_Exercise material_:

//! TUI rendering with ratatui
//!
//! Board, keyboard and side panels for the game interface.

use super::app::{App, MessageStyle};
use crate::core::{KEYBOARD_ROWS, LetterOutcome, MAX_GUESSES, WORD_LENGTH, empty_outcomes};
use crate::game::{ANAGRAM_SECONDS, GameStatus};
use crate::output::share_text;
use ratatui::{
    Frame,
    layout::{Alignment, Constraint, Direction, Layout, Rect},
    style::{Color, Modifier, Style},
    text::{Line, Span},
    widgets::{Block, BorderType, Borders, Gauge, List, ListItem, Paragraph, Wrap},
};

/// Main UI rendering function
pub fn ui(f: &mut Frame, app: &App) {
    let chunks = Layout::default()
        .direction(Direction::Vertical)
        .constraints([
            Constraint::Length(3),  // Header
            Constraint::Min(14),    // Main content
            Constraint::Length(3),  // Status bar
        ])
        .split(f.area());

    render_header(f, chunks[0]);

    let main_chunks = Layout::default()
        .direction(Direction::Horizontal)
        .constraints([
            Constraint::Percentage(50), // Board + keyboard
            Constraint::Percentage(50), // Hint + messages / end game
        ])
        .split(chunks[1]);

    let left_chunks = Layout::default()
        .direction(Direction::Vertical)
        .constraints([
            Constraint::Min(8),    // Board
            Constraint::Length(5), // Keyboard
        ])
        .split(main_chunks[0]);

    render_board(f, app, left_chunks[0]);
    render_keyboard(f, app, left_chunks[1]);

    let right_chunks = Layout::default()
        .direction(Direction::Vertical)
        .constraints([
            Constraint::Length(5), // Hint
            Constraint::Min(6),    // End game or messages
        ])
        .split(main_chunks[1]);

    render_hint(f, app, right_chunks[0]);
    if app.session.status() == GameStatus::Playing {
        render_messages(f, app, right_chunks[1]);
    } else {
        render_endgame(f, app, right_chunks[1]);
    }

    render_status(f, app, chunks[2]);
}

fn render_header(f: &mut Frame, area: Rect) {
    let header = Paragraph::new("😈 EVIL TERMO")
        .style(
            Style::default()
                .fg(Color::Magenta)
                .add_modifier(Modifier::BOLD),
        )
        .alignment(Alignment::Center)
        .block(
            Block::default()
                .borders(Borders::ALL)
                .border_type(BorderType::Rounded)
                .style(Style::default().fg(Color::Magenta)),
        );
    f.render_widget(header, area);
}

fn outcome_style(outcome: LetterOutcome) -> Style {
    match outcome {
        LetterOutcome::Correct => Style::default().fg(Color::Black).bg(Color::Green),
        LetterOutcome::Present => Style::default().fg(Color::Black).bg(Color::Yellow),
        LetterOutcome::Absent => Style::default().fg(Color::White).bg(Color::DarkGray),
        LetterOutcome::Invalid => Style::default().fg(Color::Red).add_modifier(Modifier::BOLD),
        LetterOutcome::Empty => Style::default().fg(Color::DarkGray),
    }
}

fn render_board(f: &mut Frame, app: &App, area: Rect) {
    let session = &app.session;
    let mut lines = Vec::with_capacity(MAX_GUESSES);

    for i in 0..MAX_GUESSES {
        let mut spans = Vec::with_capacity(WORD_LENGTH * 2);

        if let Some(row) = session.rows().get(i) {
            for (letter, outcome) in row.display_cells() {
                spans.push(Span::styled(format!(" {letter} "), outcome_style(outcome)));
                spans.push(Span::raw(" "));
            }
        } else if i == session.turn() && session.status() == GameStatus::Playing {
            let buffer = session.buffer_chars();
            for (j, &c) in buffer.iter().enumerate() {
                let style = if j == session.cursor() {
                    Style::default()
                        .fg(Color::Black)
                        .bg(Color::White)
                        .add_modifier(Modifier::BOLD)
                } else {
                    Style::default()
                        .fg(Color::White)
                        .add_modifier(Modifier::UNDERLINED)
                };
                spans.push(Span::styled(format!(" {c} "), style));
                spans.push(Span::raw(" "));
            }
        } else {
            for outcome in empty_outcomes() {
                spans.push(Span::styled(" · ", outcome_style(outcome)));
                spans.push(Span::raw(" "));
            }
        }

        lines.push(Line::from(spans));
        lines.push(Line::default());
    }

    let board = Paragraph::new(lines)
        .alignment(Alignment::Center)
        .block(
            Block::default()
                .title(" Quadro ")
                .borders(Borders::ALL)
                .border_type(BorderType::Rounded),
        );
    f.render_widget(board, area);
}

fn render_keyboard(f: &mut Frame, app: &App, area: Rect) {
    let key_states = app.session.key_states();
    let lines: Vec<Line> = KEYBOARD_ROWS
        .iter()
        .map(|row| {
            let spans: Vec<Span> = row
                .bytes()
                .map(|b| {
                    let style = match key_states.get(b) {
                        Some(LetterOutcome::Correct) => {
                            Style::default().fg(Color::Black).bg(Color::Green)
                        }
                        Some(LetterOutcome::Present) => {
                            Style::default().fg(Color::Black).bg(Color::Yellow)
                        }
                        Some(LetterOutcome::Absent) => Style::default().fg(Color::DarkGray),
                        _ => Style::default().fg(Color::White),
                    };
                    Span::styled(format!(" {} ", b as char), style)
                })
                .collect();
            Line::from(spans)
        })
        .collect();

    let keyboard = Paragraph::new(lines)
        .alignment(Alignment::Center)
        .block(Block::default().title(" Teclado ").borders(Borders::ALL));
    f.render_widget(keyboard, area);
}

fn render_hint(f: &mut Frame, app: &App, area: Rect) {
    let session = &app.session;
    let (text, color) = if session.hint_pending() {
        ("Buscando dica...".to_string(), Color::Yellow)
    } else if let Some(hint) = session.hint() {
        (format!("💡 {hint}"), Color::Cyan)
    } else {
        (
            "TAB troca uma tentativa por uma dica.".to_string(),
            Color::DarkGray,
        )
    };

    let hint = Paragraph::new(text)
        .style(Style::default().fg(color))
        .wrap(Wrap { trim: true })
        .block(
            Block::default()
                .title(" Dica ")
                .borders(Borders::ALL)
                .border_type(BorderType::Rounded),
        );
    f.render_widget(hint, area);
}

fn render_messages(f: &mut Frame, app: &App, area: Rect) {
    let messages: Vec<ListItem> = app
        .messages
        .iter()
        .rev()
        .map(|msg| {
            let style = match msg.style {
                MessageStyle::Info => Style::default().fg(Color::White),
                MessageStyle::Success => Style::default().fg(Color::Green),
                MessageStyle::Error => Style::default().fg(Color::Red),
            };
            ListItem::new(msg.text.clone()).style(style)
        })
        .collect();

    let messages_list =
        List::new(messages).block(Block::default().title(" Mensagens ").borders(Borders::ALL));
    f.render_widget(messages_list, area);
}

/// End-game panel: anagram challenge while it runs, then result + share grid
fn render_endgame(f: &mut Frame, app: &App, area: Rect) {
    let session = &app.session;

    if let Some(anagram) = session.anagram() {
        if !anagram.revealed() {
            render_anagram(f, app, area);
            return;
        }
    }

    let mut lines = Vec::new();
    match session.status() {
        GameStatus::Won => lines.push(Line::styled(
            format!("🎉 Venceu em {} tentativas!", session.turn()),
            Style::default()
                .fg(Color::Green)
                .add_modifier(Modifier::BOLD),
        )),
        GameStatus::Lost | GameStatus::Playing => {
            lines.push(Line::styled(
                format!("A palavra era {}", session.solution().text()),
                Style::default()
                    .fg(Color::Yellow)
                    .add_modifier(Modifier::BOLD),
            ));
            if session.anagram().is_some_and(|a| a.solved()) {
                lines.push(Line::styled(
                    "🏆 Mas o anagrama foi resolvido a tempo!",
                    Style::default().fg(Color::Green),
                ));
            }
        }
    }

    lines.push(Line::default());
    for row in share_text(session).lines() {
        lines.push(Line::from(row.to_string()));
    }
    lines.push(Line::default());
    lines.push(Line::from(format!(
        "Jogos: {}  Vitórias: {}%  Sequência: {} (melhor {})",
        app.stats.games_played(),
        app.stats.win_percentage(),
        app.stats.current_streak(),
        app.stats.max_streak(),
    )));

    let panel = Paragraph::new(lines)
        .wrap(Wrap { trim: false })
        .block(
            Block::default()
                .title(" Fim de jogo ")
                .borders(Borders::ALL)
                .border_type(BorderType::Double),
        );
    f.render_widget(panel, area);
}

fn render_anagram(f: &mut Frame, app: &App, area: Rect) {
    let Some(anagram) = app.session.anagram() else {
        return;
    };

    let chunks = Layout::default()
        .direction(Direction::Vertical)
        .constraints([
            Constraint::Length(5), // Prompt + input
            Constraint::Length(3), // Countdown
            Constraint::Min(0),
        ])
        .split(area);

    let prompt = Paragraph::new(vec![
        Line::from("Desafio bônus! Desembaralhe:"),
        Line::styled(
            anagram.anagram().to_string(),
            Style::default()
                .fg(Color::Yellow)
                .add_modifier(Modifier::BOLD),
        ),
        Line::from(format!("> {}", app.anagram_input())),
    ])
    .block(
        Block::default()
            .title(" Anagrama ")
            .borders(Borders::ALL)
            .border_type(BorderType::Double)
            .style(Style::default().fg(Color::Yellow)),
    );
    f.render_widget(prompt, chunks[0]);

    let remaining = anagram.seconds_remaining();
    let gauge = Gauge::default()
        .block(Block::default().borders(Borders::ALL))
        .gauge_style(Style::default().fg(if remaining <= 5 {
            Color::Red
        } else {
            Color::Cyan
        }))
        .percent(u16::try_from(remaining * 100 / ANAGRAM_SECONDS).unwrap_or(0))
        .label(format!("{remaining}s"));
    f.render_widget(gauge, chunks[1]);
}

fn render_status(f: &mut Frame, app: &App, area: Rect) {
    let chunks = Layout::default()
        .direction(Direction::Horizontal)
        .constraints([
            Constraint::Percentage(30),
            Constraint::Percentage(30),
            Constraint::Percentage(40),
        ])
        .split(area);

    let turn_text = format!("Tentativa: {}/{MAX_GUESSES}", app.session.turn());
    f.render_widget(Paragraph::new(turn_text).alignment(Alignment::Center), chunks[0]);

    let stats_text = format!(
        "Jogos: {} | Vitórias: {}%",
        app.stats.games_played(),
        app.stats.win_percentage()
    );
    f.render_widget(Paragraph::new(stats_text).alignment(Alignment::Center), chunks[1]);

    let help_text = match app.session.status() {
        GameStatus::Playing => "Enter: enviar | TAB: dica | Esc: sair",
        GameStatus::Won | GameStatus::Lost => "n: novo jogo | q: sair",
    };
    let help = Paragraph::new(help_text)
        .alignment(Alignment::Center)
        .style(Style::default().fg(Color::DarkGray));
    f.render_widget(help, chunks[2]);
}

_Task to carry out_: If a line in the data above contains "Vitórias", return that line.

_Response below_:
        "Jogos: {}  Vitórias: {}%  Sequência: {} (melhor {})",
        "Jogos: {} | Vitórias: {}%",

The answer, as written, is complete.